The internet is super weird, dudes. (I don’t mean the actual infrastructure, although that’s really weird and also, taking care of it is my like, life choice career so if you have questions about that, hit me up.)
What was I saying. Oh, yeah! So, weirdly, people ask me questions… like I’m the sort of person who has her shit together and isn’t currently lying naked in bed eating sugar snap peas and watching my Best Of Hannah Hart YouTube playlist.
Seeing as I am working on special and hard things right now I thought I would answer some of these questions! For a cheerful change!
“Do you know anything about camping skincare? It all goes crazy in here: spots, redness, puffy eyes, cream goes on weird…”
Yes! My advice is, don’t go camping.
I have been camping twice, under extreme duress. It was unpleasant, not just for me but everyone around me because I was so, so, deeply awful. I just think we worked very hard, as people, to evolve to a state where we don’t sleep on the ground outside. So why go back to that? It’s backwards. Also, cannibals will get you.
But if you HAVE TO go camping this is what I would do.
1. SPF the fuck out of your face. Cos camping happens outside and that’s where the sun lives. The more you know.
2. Make sure you use clean water to double cleanse your face. If water is low, well, one of your companions needs to take one for the team and die of thirst. Sorry.

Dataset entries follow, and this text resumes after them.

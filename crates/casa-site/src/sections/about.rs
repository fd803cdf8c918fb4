#![forbid(unsafe_code)]

//! About section: description, stat counters and the image grid.
//!
//! Each grid image has its own entrance: a directional clip reveal of the
//! tile, a Ken Burns zoom-out and rotation of the image, and a parallax
//! depth while the tile crosses the viewport. The stats block does not
//! animate itself; reaching it raises the counter gate.

use casa_render::{Node, el};
use casa_runtime::Stage;
use casa_runtime::geometry::ScrollPos;
use casa_runtime::motion::{
    Ease, Inset, ParallaxTrack, RevealSpec, ScalarProp, ScopeId, StyleFrame, Tween,
};

use crate::context::ViewCtx;
use crate::sections::fade_up;

pub const SECTION_ID: &str = "about";
pub const DESCRIPTION_ID: &str = "about-description";
pub const STATS_ID: &str = "about-stats";
pub const GRID_ID: &str = "about-grid";

/// Signal raised when the stats block comes into view.
pub const STATS_SIGNAL: &str = "stats";

/// `"top 85%"`
const DESCRIPTION_START: ScrollPos = ScrollPos::new(0.0, 0.85);
/// `"top 80%"`
const STATS_START: ScrollPos = ScrollPos::new(0.0, 0.80);
/// `"top 90%"`
const GRID_START: ScrollPos = ScrollPos::new(0.0, 0.90);

const DESCRIPTION_DELAY: f64 = 0.35;
const CLIP_DURATION: f64 = 1.3;
const ZOOM_DURATION: f64 = 1.8;
const ZOOM_FROM: f64 = 1.45;
const ZOOM_TO: f64 = 1.12;

/// Entrance parameters of one grid tile.
#[derive(Debug, Clone, Copy, PartialEq)]
pub struct GridReveal {
    /// Clip the tile starts from; the uncovered edge is where it enters.
    pub clip_from: Inset,
    /// Starting rotation of the image, in degrees.
    pub rotation: f64,
    /// Parallax travel, `-depth..depth` percent of the image height.
    pub depth: f64,
    /// Stagger delay in seconds.
    pub delay: f64,
}

/// One entry per tile position; images past the end do not animate.
pub const GRID_REVEALS: [GridReveal; 6] = [
    // from the left
    GridReveal {
        clip_from: Inset::new(0.0, 100.0, 0.0, 0.0),
        rotation: -2.0,
        depth: 6.0,
        delay: 0.0,
    },
    // from above
    GridReveal {
        clip_from: Inset::new(0.0, 0.0, 100.0, 0.0),
        rotation: 1.5,
        depth: 3.0,
        delay: 0.12,
    },
    // from the right
    GridReveal {
        clip_from: Inset::new(0.0, 0.0, 0.0, 100.0),
        rotation: -1.2,
        depth: 5.0,
        delay: 0.08,
    },
    // from below
    GridReveal {
        clip_from: Inset::new(100.0, 0.0, 0.0, 0.0),
        rotation: 1.0,
        depth: 4.0,
        delay: 0.22,
    },
    // from the right
    GridReveal {
        clip_from: Inset::new(0.0, 0.0, 0.0, 100.0),
        rotation: -1.5,
        depth: 7.0,
        delay: 0.18,
    },
    // from the left
    GridReveal {
        clip_from: Inset::new(0.0, 100.0, 0.0, 0.0),
        rotation: 1.2,
        depth: 4.0,
        delay: 0.14,
    },
];

#[must_use]
pub fn grid_item_id(index: usize) -> String {
    format!("about-grid-{index}")
}

#[must_use]
pub fn grid_image_id(index: usize) -> String {
    format!("about-grid-{index}-img")
}

/// Element whose text shows the counter at `index`.
#[must_use]
pub fn stat_value_id(index: usize) -> String {
    format!("stat-{index}")
}

#[must_use]
pub fn format_stat(value: u64, suffix: &str) -> String {
    format!("{value}{suffix}")
}

#[must_use]
pub fn is_empty(ctx: &ViewCtx<'_>) -> bool {
    ctx.t.about.title1.is_empty()
        && ctx.t.about.title2.is_empty()
        && ctx.site.about.portfolio_images.is_empty()
}

#[must_use]
pub fn render(ctx: &ViewCtx<'_>) -> Option<Node> {
    if is_empty(ctx) {
        return None;
    }
    let about = &ctx.t.about;
    let config = &ctx.site.about;

    let intro = el("div")
        .class("about-intro")
        .child(
            el("h2")
                .class("about-title")
                .child(el("span").text(about.title2.as_str())),
        )
        .child(
            el("p")
                .id(DESCRIPTION_ID)
                .class("about-description")
                .text(about.description.as_str()),
        );

    let stats = (!config.stats.is_empty()).then(|| {
        el("div")
            .id(STATS_ID)
            .class("about-stats")
            .children(config.stats.iter().enumerate().map(|(i, stat)| {
                let shown = ctx.ui.stat_values.get(i).copied().unwrap_or(0);
                el("div")
                    .class("stat")
                    .child(
                        el("p")
                            .id(stat_value_id(i))
                            .class("stat-value")
                            .text(format_stat(shown, &stat.suffix)),
                    )
                    .child(el("p").class("stat-label").text(ctx.t.stats.label_at(i)))
            }))
    });

    let grid = el("div")
        .id(GRID_ID)
        .class("about-grid")
        .children(config.portfolio_images.iter().enumerate().map(|(i, image)| {
            let alt = about.portfolio_alts.get(i).map_or("", String::as_str);
            el("div")
                .id(grid_item_id(i))
                .class("grid-item")
                .class_if("grid-item-tall", i == 0 || i == 3)
                .child(
                    el("img")
                        .id(grid_image_id(i))
                        .attr("src", ctx.site.asset_path(image))
                        .attr("alt", alt)
                        .attr("loading", "lazy"),
                )
        }));

    Some(
        el("section")
            .id(SECTION_ID)
            .class("about")
            .child(intro)
            .child_opt(stats)
            .child(grid)
            .into(),
    )
}

pub fn mount(ctx: &ViewCtx<'_>, stage: &mut Stage, scope: ScopeId) {
    stage.reveal(
        scope,
        RevealSpec::animate(
            DESCRIPTION_ID,
            DESCRIPTION_START,
            vec![fade_up(DESCRIPTION_ID, 30.0).delay_secs(DESCRIPTION_DELAY)],
        ),
    );

    if !ctx.site.about.stats.is_empty() {
        stage.reveal(scope, RevealSpec::signal(STATS_ID, STATS_START, STATS_SIGNAL));
    }

    let images = ctx.site.about.portfolio_images.len();
    for (i, cfg) in GRID_REVEALS.iter().enumerate().take(images) {
        let item = grid_item_id(i);
        let image = grid_image_id(i);
        let clip = Tween::new(
            item.as_str(),
            StyleFrame::new().clip(cfg.clip_from),
            StyleFrame::new().clip(Inset::NONE),
        )
        .duration_secs(CLIP_DURATION)
        .delay_secs(cfg.delay)
        .ease(Ease::Power4InOut);
        let zoom = Tween::new(
            image.as_str(),
            StyleFrame::new().scale(ZOOM_FROM).rotate(cfg.rotation),
            StyleFrame::new().scale(ZOOM_TO).rotate(0.0),
        )
        .duration_secs(ZOOM_DURATION)
        .delay_secs(cfg.delay);
        stage.reveal(scope, RevealSpec::animate(item.as_str(), GRID_START, vec![clip, zoom]));
        stage.track(
            scope,
            ParallaxTrack::through_viewport(
                image,
                item,
                ScalarProp::YPercent,
                -cfg.depth,
                cfg.depth,
            ),
        );
    }
}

3. Yeah, double cleaning. Cos the outside is gross and you’re gonna be gross and sweaty. Plus you’re sunscreening, yes? Yeah you are.
4. Oh my god I hate being sweaty. Bring a mist or some canned water to spritz your face and if people laugh at your basic bitchery, make sure they sleep closest to the tent flaps so the cannibals get them first.
5. Insect repellent will fuck your face up. When you’re camping, so many things want to eat your face! I really like this, it makes you nice and soft and really repells insects without smelling like Agent Orange.
I hope this is helpful and I hope nothing eats you.